# Specifying varying slopes across different levels of hierarchical model

Hi all,

I’m having trouble coding varying slopes across different levels in a hierarchical model. I would like to vary slopes at a multiple levels of analysis based on how observations at one level are grouped.

I would appreciate input on 1: how to write the model down correctly, and 2: how to code it in STAN.

As an example of what I’m trying to do: consider the radon example and imagine individuals are part of another group besides counties. In that case, I would let the coefficients on county-level variables vary according to individual-level membership in that other group. Being in the group changes the impact of factors at a different level of analysis.

Specifically, I’m interested in how participation in international alliances alters the military spending of member states. I expect particular alliance characteristics will impact military spending, and each alliance treaty will have a different effect on military spending.

States are members of multiple alliances, and membership is not nested. There are 280 alliances in the data. In the model, I have both state and alliance-level variables, along with state and year varying intercepts.

The mean of the outcome is:
\mu = \alpha + \alpha^{st} + \alpha^{yr} +\textbf{W}_{n \times k} \gamma_{k \times 1} + \textbf{Z}_{n \times a} \lambda_{a \times 1}

Then the mean of each alliance-specific parameter \lambda is a function of alliance level variables, where
\lambda \sim N(X \beta, \sigma_all)

Z is a matrix of state membership in alliances- this is how I capture membership in multiple treaties. Columns are alliances, and rows are state-year observations. If a state is not in an alliance, the matrix element is zero. If a state is in an alliance, the corresponding element is the rescaled value of allied military spending.

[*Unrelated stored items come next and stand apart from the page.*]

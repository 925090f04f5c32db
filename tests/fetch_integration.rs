//! Integration tests for the fetch module.
//!
//! These tests verify retry, redirect-following and HEAD-probing behavior
//! against mock HTTP servers.

use std::time::Duration;

use linkprobe::{fetch, FetchError, FetchOptions};
use reqwest::Method;
use wiremock::matchers::{header, method, path};
use wiremock::{Mock, MockServer, ResponseTemplate};

fn get_options() -> FetchOptions {
    FetchOptions {
        method: Method::GET,
        ..Default::default()
    }
}

#[tokio::test]
async fn test_fetch_plain_get() {
    let mock_server = MockServer::start().await;
    Mock::given(method("GET"))
        .and(path("/page"))
        .respond_with(ResponseTemplate::new(200).set_body_string("hello world"))
        .mount(&mock_server)
        .await;

    let url = format!("{}/page", mock_server.uri());
    let response = fetch(&url, &get_options()).await.expect("fetch should succeed");

    assert_eq!(response.status, 200);
    assert_eq!(response.body, "hello world");
    assert_eq!(response.href, url);
    assert_eq!(response.host, "127.0.0.1");
    assert!(response.redirects.is_empty(), "no redirects occurred");
}

#[tokio::test]
async fn test_fetch_follows_redirect_chain_and_records_trail() {
    let mock_server = MockServer::start().await;
    Mock::given(method("GET"))
        .and(path("/start"))
        .respond_with(ResponseTemplate::new(302).insert_header("Location", "/hop"))
        .mount(&mock_server)
        .await;
    Mock::given(method("GET"))
        .and(path("/hop"))
        .respond_with(ResponseTemplate::new(301).insert_header("Location", "/end"))
        .mount(&mock_server)
        .await;
    Mock::given(method("GET"))
        .and(path("/end"))
        .respond_with(ResponseTemplate::new(200))
        .mount(&mock_server)
        .await;

    let url = format!("{}/start", mock_server.uri());
    let response = fetch(&url, &FetchOptions::default())
        .await
        .expect("chain should resolve");

    assert_eq!(response.status, 200);
    assert_eq!(response.redirects.len(), 2);
    assert_eq!(response.redirects[0].status, 302);
    assert_eq!(response.redirects[0].target, format!("{}/hop", mock_server.uri()));
    assert_eq!(response.redirects[1].status, 301);
    assert_eq!(response.redirects[1].target, format!("{}/end", mock_server.uri()));
    // href stays attributed to the originating URL, not the terminal target.
    assert_eq!(response.href, url);
}

#[tokio::test]
async fn test_fetch_redirect_budget_exhausted() {
    let mock_server = MockServer::start().await;
    Mock::given(method("GET"))
        .and(path("/a"))
        .respond_with(ResponseTemplate::new(301).insert_header("Location", "/b"))
        .mount(&mock_server)
        .await;
    Mock::given(method("GET"))
        .and(path("/b"))
        .respond_with(ResponseTemplate::new(301).insert_header("Location", "/c"))
        .mount(&mock_server)
        .await;
    Mock::given(method("GET"))
        .and(path("/c"))
        .respond_with(ResponseTemplate::new(200))
        .mount(&mock_server)
        .await;

    let url = format!("{}/a", mock_server.uri());
    let options = FetchOptions {
        redirect_times: 2,
        ..Default::default()
    };
    let result = fetch(&url, &options).await;

    match result {
        Err(FetchError::RedirectLimit { limit, .. }) => assert_eq!(limit, 2),
        other => panic!("Expected RedirectLimit, got: {other:?}"),
    }
}

#[tokio::test]
async fn test_fetch_budget_of_zero_rejects_before_any_request() {
    let mock_server = MockServer::start().await;

    let url = format!("{}/anything", mock_server.uri());
    let options = FetchOptions {
        redirect_times: 0,
        ..Default::default()
    };
    let result = fetch(&url, &options).await;

    assert!(matches!(result, Err(FetchError::RedirectLimit { .. })));
    let requests = mock_server.received_requests().await.unwrap_or_default();
    assert!(requests.is_empty(), "no request may be issued with a zero budget");
}

#[tokio::test]
async fn test_head_rejected_with_405_falls_back_to_get() {
    let mock_server = MockServer::start().await;
    Mock::given(method("HEAD"))
        .and(path("/doc"))
        .respond_with(ResponseTemplate::new(405))
        .expect(1)
        .mount(&mock_server)
        .await;
    Mock::given(method("GET"))
        .and(path("/doc"))
        .respond_with(ResponseTemplate::new(200).set_body_string("full body"))
        .expect(1)
        .mount(&mock_server)
        .await;

    let url = format!("{}/doc", mock_server.uri());
    let options = FetchOptions {
        method: Method::HEAD,
        use_fake_head: false,
        ..Default::default()
    };
    let response = fetch(&url, &options).await.expect("fallback should succeed");

    assert_eq!(response.status, 200);
    assert_eq!(response.body, "full body", "the follow-up is observably a GET");
}

#[tokio::test]
async fn test_fake_head_goes_out_as_get_and_discards_body() {
    let mock_server = MockServer::start().await;
    // Only a GET mock is mounted; a true HEAD on the wire would not match.
    Mock::given(method("GET"))
        .and(path("/probe"))
        .respond_with(ResponseTemplate::new(200).set_body_string("body to discard"))
        .mount(&mock_server)
        .await;

    let url = format!("{}/probe", mock_server.uri());
    let response = fetch(&url, &FetchOptions::default())
        .await
        .expect("probe should succeed");

    assert_eq!(response.status, 200);
    assert!(response.body.is_empty(), "fake HEAD must not report a body");
}

#[tokio::test]
async fn test_true_head_when_fake_head_disabled() {
    let mock_server = MockServer::start().await;
    // Only a HEAD mock is mounted; a GET on the wire would not match.
    Mock::given(method("HEAD"))
        .and(path("/probe"))
        .respond_with(ResponseTemplate::new(200))
        .mount(&mock_server)
        .await;

    let url = format!("{}/probe", mock_server.uri());
    let options = FetchOptions {
        method: Method::HEAD,
        use_fake_head: false,
        ..Default::default()
    };
    let response = fetch(&url, &options).await.expect("HEAD should succeed");
    assert_eq!(response.status, 200);
}

#[tokio::test]
async fn test_fetch_sends_configured_referer() {
    let mock_server = MockServer::start().await;
    Mock::given(method("GET"))
        .and(path("/with-referer"))
        .and(header("referer", "http://referrer.example/"))
        .respond_with(ResponseTemplate::new(200).set_body_string("ok"))
        .mount(&mock_server)
        .await;

    let url = format!("{}/with-referer", mock_server.uri());
    let options = FetchOptions {
        referer: Some("http://referrer.example/".to_string()),
        ..get_options()
    };
    let response = fetch(&url, &options).await.expect("fetch should succeed");
    assert_eq!(response.status, 200);
}

#[tokio::test]
async fn test_fetch_retries_transient_timeouts_then_fails() {
    let mock_server = MockServer::start().await;
    Mock::given(method("GET"))
        .and(path("/slow"))
        .respond_with(ResponseTemplate::new(200).set_delay(Duration::from_secs(5)))
        .expect(3)
        .mount(&mock_server)
        .await;

    let url = format!("{}/slow", mock_server.uri());
    let options = FetchOptions {
        timeout: Duration::from_millis(200),
        retry_times: 2,
        ..get_options()
    };
    let result = fetch(&url, &options).await;

    assert!(
        matches!(result, Err(FetchError::Timeout { .. })),
        "timeout must surface once the retry budget is exhausted: {result:?}"
    );
    let requests = mock_server.received_requests().await.unwrap_or_default();
    assert_eq!(requests.len(), 3, "initial attempt plus two retries");
}

#[tokio::test]
async fn test_fetch_encodes_raw_characters_without_double_encoding() {
    let mock_server = MockServer::start().await;
    Mock::given(method("GET"))
        .respond_with(ResponseTemplate::new(200))
        .mount(&mock_server)
        .await;

    let url = format!("{}/a b/caf%C3%A9", mock_server.uri());
    fetch(&url, &get_options()).await.expect("fetch should succeed");

    let requests = mock_server.received_requests().await.unwrap_or_default();
    assert_eq!(requests.len(), 1);
    assert_eq!(
        requests[0].url.path(),
        "/a%20b/caf%C3%A9",
        "raw space encoded, existing escape left alone"
    );
}

#[tokio::test]
async fn test_fetch_redirect_not_followed_when_disabled() {
    let mock_server = MockServer::start().await;
    Mock::given(method("GET"))
        .and(path("/start"))
        .respond_with(ResponseTemplate::new(301).insert_header("Location", "/elsewhere"))
        .mount(&mock_server)
        .await;

    let url = format!("{}/start", mock_server.uri());
    let options = FetchOptions {
        follow_redirect: false,
        ..Default::default()
    };
    let response = fetch(&url, &options).await.expect("fetch should succeed");

    assert_eq!(response.status, 301);
    assert!(response.redirects.is_empty(), "hop was not consumed");
}

#[tokio::test]
async fn test_fetch_invalid_url() {
    let result = fetch("not a url at all", &FetchOptions::default()).await;
    assert!(matches!(result, Err(FetchError::InvalidUrl { .. })));
}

States can be divided into J groups. I’ve check this by estimating the above model on J samples, but would prefer to let at least the \lambda and \beta vary by group. Getting \gamma to vary by a state-year-level group is straightforward- I did that for practice.

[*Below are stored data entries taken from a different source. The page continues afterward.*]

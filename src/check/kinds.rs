//! Built-in extraction kinds: anchors, images and iframes.
//!
//! Each kind matches its tag's link attribute whether the value is
//! double-quoted, single-quoted or bare, and accepts the lazy-loading
//! `data-href` / `data-src` variants.

use std::sync::LazyLock;

use regex::Regex;

use super::config::Extraction;
use crate::extract::{collect_links, first_group};

#[allow(clippy::expect_used)]
static ANCHOR_HREF: LazyLock<Regex> = LazyLock::new(|| {
    Regex::new(r#"(?i)<a\s[^>]*?(?:data-)?href\s*=\s*(?:"\s*([^"]+?)\s*"|'\s*([^']+?)\s*'|([^\s"'>]+))"#)
        .expect("anchor regex is valid") // Static pattern, safe to panic
});

#[allow(clippy::expect_used)]
static IMG_SRC: LazyLock<Regex> = LazyLock::new(|| {
    Regex::new(r#"(?i)<img\s[^>]*?(?:data-)?src\s*=\s*(?:"\s*([^"]+?)\s*"|'\s*([^']+?)\s*'|([^\s"'>]+))"#)
        .expect("img regex is valid") // Static pattern, safe to panic
});

#[allow(clippy::expect_used)]
static IFRAME_SRC: LazyLock<Regex> = LazyLock::new(|| {
    Regex::new(r#"(?i)<iframe\s[^>]*?(?:data-)?src\s*=\s*(?:"\s*([^"]+?)\s*"|'\s*([^']+?)\s*'|([^\s"'>]+))"#)
        .expect("iframe regex is valid") // Static pattern, safe to panic
});

/// Extraction rule for `<a href>` / `<a data-href>` links.
#[must_use]
pub fn anchors() -> Extraction {
    Extraction::parser(|content, base_url| attribute_links(&ANCHOR_HREF, content, base_url))
}

/// Extraction rule for `<img src>` / `<img data-src>` links.
#[must_use]
pub fn images() -> Extraction {
    Extraction::parser(|content, base_url| attribute_links(&IMG_SRC, content, base_url))
}

/// Extraction rule for `<iframe src>` / `<iframe data-src>` links.
#[must_use]
pub fn iframes() -> Extraction {
    Extraction::parser(|content, base_url| attribute_links(&IFRAME_SRC, content, base_url))
}

fn attribute_links(regex: &Regex, content: &str, base_url: &str) -> Vec<String> {
    let raw = regex
        .captures_iter(content)
        .filter_map(|caps| first_group(&caps).map(ToString::to_string));
    collect_links(raw, base_url)
}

I think the model can be re-written like this:

\mu = \alpha + \alpha^{st} + \alpha^{yr} +\textbf{W} \gamma_{j} + \textbf{Z} \lambda_{j}

\lambda_j \sim MVN(X \beta_j, \Sigma_{all}) \mbox{for } j \in 1:J

\beta_j \sim MVN(\mu_{\beta}, \Sigma_{\beta}) \mbox{for } j \in 1:J

But the indexing across levels is a little weird- j is a group at the state-year level. The unit of analysis for the \lambda regression is alliances. Moreover, alliance membership is uneven across groups- some treaties involve only members of one group.

The code I have so far is below- it uses Cholesky factorization for the varying slopes of \lambda and \beta. Right now, this code generates an error: Rejecting initial value: Log probability evaluates to log(0), i.e. negative infinity.

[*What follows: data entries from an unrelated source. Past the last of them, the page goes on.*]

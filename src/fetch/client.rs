//! The fetch engine: defensive URL encoding, transient-failure retry,
//! fake-HEAD probing, HEAD-405 fallback and manual redirect following.

use std::error::Error as _;

use percent_encoding::{utf8_percent_encode, AsciiSet, CONTROLS};
use reqwest::header::{
    HeaderMap, HeaderName, HeaderValue, ACCEPT, ACCEPT_ENCODING, ACCEPT_LANGUAGE, CACHE_CONTROL,
    CONNECTION, LOCATION, REFERER,
};
use reqwest::{redirect, Client, Method, Proxy, StatusCode};
use tracing::{debug, instrument, trace, warn};
use url::Url;

use super::error::FetchError;
use super::options::FetchOptions;
use super::{FetchResponse, RedirectHop};

/// Characters that must be percent-encoded when they appear raw in a link.
///
/// Mirrors the conservative browser set: controls, space, quote, angle
/// brackets, backslash, caret, backtick, braces, pipe and square brackets.
/// `%` is deliberately absent so existing escapes are never double-encoded.
const ENCODE_SET: &AsciiSet = &CONTROLS
    .add(b' ')
    .add(b'"')
    .add(b'<')
    .add(b'>')
    .add(b'\\')
    .add(b'^')
    .add(b'`')
    .add(b'{')
    .add(b'|')
    .add(b'}')
    .add(b'[')
    .add(b']');

/// Redirecting status codes that are followed manually.
const REDIRECT_STATUSES: [u16; 3] = [301, 302, 307];

/// Percent-encodes raw characters in a URL without touching existing
/// percent escapes.
///
/// Upstream link text may contain raw non-ASCII or reserved characters;
/// this makes such links sendable while leaving already-encoded URLs
/// byte-identical.
#[must_use]
pub fn encode_url(raw: &str) -> String {
    utf8_percent_encode(raw, ENCODE_SET).to_string()
}

/// Performs one logical fetch of `link`.
///
/// The fetch retries transient network failures per attempt, substitutes
/// HEAD with a truncated GET when [`FetchOptions::use_fake_head`] is set,
/// re-issues a rejected HEAD (status 405) as a full GET, and follows
/// 301/302/307 redirects manually while recording the trail.
///
/// The returned [`FetchResponse`] reports `href` as the originally
/// requested URL even after redirects were followed; the terminal location
/// is the last entry of the trail.
///
/// # Errors
///
/// Returns [`FetchError::RedirectLimit`] when the hop budget is exhausted
/// before a terminal response (a budget of 0 rejects before any request),
/// [`FetchError::Timeout`] / [`FetchError::Network`] when the transport
/// fails after the retry budget, and [`FetchError::InvalidUrl`] when the
/// link or a redirect target cannot be parsed.
#[instrument(skip(options), fields(method = %options.method))]
pub async fn fetch(link: &str, options: &FetchOptions) -> Result<FetchResponse, FetchError> {
    let encoded = encode_url(link);
    let origin = Url::parse(&encoded).map_err(|_| FetchError::invalid_url(link))?;
    let client = build_client(link, options)?;

    let mut current = origin.clone();
    let mut remaining = options.redirect_times;
    let mut trail: Vec<RedirectHop> = Vec::new();

    loop {
        // The budget gates every hop including the first, so a budget of 0
        // rejects before any request is issued.
        if remaining == 0 {
            return Err(FetchError::redirect_limit(
                origin.as_str(),
                options.redirect_times,
            ));
        }

        let mut response = send_with_retry(&client, options, &current, &options.method).await?;

        // Servers that reject HEAD outright get one full GET, unless the
        // fake-HEAD probe (already a GET on the wire) was in play.
        if response.status == StatusCode::METHOD_NOT_ALLOWED.as_u16()
            && options.method == Method::HEAD
            && !options.use_fake_head
        {
            debug!(url = %current, "HEAD rejected with 405, re-issuing as GET");
            response = send_with_retry(&client, options, &current, &Method::GET).await?;
        }

        if options.follow_redirect && REDIRECT_STATUSES.contains(&response.status) {
            let Some(location) = header_str(&response.headers, &LOCATION) else {
                // A redirect status without a Location header has nowhere to
                // go; report it as the terminal response.
                warn!(url = %current, status = response.status, "redirect without Location header");
                return Ok(finish(&origin, &current, response, trail));
            };
            let target = current
                .join(&encode_url(&location))
                .map_err(|_| FetchError::invalid_url(&location))?;
            trace!(from = %current, to = %target, status = response.status, "following redirect");
            trail.push(RedirectHop {
                status: response.status,
                target: target.to_string(),
            });
            remaining -= 1;
            current = target;
            continue;
        }

        return Ok(finish(&origin, &current, response, trail));
    }
}

/// Raw per-attempt response before trail assembly.
struct RawResponse {
    status: u16,
    headers: HeaderMap,
    body: String,
}

fn finish(origin: &Url, current: &Url, raw: RawResponse, trail: Vec<RedirectHop>) -> FetchResponse {
    FetchResponse {
        host: current.host_str().unwrap_or_default().to_string(),
        href: origin.to_string(),
        body: raw.body,
        headers: raw.headers,
        status: raw.status,
        redirects: trail,
    }
}

/// Issues one request, retrying transient network failures up to the
/// configured budget. Non-transient transport errors are fatal immediately.
async fn send_with_retry(
    client: &Client,
    options: &FetchOptions,
    url: &Url,
    method: &Method,
) -> Result<RawResponse, FetchError> {
    let mut attempt: u32 = 0;
    loop {
        match send_once(client, options, url, method).await {
            Ok(response) => return Ok(response),
            Err(error) if is_transient(&error) && attempt < options.retry_times => {
                attempt += 1;
                debug!(
                    url = %url,
                    attempt,
                    max = options.retry_times,
                    error = %error,
                    "transient network failure, retrying"
                );
            }
            Err(error) if error.is_timeout() => {
                return Err(FetchError::timeout(url.as_str()));
            }
            Err(error) => return Err(FetchError::network(url.as_str(), error)),
        }
    }
}

/// Issues a single request attempt.
///
/// For a fake-HEAD probe the request goes out as GET and the response is
/// dropped once headers arrive, which aborts the in-flight connection and
/// skips the body download.
async fn send_once(
    client: &Client,
    options: &FetchOptions,
    url: &Url,
    method: &Method,
) -> Result<RawResponse, reqwest::Error> {
    let fake_head = *method == Method::HEAD && options.use_fake_head;
    let wire_method = if fake_head { Method::GET } else { method.clone() };

    let response = client.request(wire_method, url.clone()).send().await?;
    let status = response.status().as_u16();
    let headers = response.headers().clone();

    let body = if fake_head {
        // Dropping the response aborts the connection; reachability is
        // already known from the status line and headers.
        drop(response);
        String::new()
    } else {
        response.text().await?
    };

    Ok(RawResponse {
        status,
        headers,
        body,
    })
}

/// Transient failures worth re-issuing the identical request for: timeouts
/// and reset/refused connections. Everything else (TLS, malformed
/// responses, ...) will not get better on retry.
fn is_transient(error: &reqwest::Error) -> bool {
    if error.is_timeout() || error.is_connect() {
        return true;
    }
    // Connection resets mid-transfer surface as body/request errors with an
    // io::Error somewhere in the chain.
    let mut source = error.source();
    while let Some(inner) = source {
        if let Some(io) = inner.downcast_ref::<std::io::Error>() {
            if matches!(
                io.kind(),
                std::io::ErrorKind::ConnectionReset | std::io::ErrorKind::ConnectionAborted
            ) {
                return true;
            }
        }
        source = inner.source();
    }
    false
}

/// Builds a client with redirects disabled so hops can be followed and
/// recorded manually.
fn build_client(link: &str, options: &FetchOptions) -> Result<Client, FetchError> {
    let mut builder = Client::builder()
        .timeout(options.timeout)
        .redirect(redirect::Policy::none())
        .user_agent(&options.user_agent)
        .default_headers(request_headers(options));

    if let Some(proxy_url) = options.proxy.clone().or_else(env_proxy) {
        let proxy = Proxy::all(&proxy_url).map_err(|e| FetchError::network(link, e))?;
        builder = builder.proxy(proxy);
    }

    builder.build().map_err(|e| FetchError::network(link, e))
}

fn request_headers(options: &FetchOptions) -> HeaderMap {
    let mut headers = HeaderMap::new();
    insert_header(&mut headers, ACCEPT, &options.accept);
    insert_header(&mut headers, ACCEPT_LANGUAGE, &options.accept_language);
    insert_header(&mut headers, CACHE_CONTROL, &options.cache_control);
    insert_header(&mut headers, CONNECTION, &options.connection);
    if let Some(ref encoding) = options.accept_encoding {
        insert_header(&mut headers, ACCEPT_ENCODING, encoding);
    }
    if let Some(ref referer) = options.referer {
        insert_header(&mut headers, REFERER, referer);
    }
    headers
}

fn insert_header(headers: &mut HeaderMap, name: HeaderName, value: &str) {
    match HeaderValue::from_str(value) {
        Ok(parsed) => {
            headers.insert(name, parsed);
        }
        Err(_) => warn!(header = %name, "dropping header with invalid value"),
    }
}

fn header_str(headers: &HeaderMap, name: &HeaderName) -> Option<String> {
    headers
        .get(name)
        .and_then(|v| v.to_str().ok())
        .map(ToString::to_string)
}

fn env_proxy() -> Option<String> {
    ["http_proxy", "HTTP_PROXY"].iter().find_map(|name| {
        std::env::var(name)
            .ok()
            .map(|value| value.trim().to_string())
            .filter(|value| !value.is_empty())
    })
}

I think the error is because I have not specified the model correctly. I’ve built things piece by piece to this point- fitting the model without varying slopes, or with varying \gamma parameters has no problems.

data {
int<lower = 1> N; // Number of observations
int<lower = 1> S; // number of states
int<lower = 1> T; // number of years
int<lower = 1> J; // number of state capability groups
int<lower = 1> A; // number of alliances
int<lower = 1> L; // number of alliance-level variables
int<lower = 1> M; // number of state-level variables
int<lower = 1, upper = S> state[N]; // state indicator
int<lower = 1, upper = T> year[N]; // year indicator
int<lower = 1, upper = J> cap[N]; // major-power indicator
matrix[A, L] X; // matrix of alliance-level variables
matrix[N, M] W; // matrix of state-level variables
matrix[N, A] Z; // matrix of state membership in alliances
vector[N] y; // outcome
}

parameters {
real alpha; // overall intercept
real<lower = 0> sigma; // variance of outcome
vector[S] alpha_state_std; // better behaved distribution of state intercepts
vector[T] alpha_year_std; // better behaved distribution of year intercepts
real<lower = 0> sigma_state; // variance hyperparameter of the state intercepts
real<lower = 0> sigma_year; // variance hyperparameter of the year intercepts
real<lower = 0> sigma_all; // variance hyperparameter of the alliances
vector[M] gamma; // vector of state-level variables (slopes do not vary by group)
matrix[J, L] mu_beta; // mean of alliance-level coefficients
vector<lower = 0>[L] tau_beta; // mean of theta par in multivariate distribution
matrix[L, J] z_beta; // for non-centered Cholesky factorization
cholesky_factor_corr[L] L_Omega_beta; // for non-centered Cholesky factorization
vector<lower = 0>[A] tau_lambda; // mean of theta par in multivariate distribution
matrix[A, J] z_lambda; // for non-centered Cholesky factorization
cholesky_factor_corr[A] L_Omega_lambda; // for non-centered Cholesky factorization
real<lower = 3> nu; // degrees of freedom in t-distribution of outcome

}

transformed parameters {
vector[S] alpha_state; // state intercepts
vector[T] alpha_year; // year intercepts
matrix[J, L] beta; // mean of alliance parameters- transposed in lambdas
matrix[J, A] lambda; // alliance parameters
vector[N] y_hat; // linear prediction of the outcome mean

alpha_state = 0 + sigma_state * alpha_state_std; // non-centered parameterization, where alpha_state ~ N(0, sigma_state)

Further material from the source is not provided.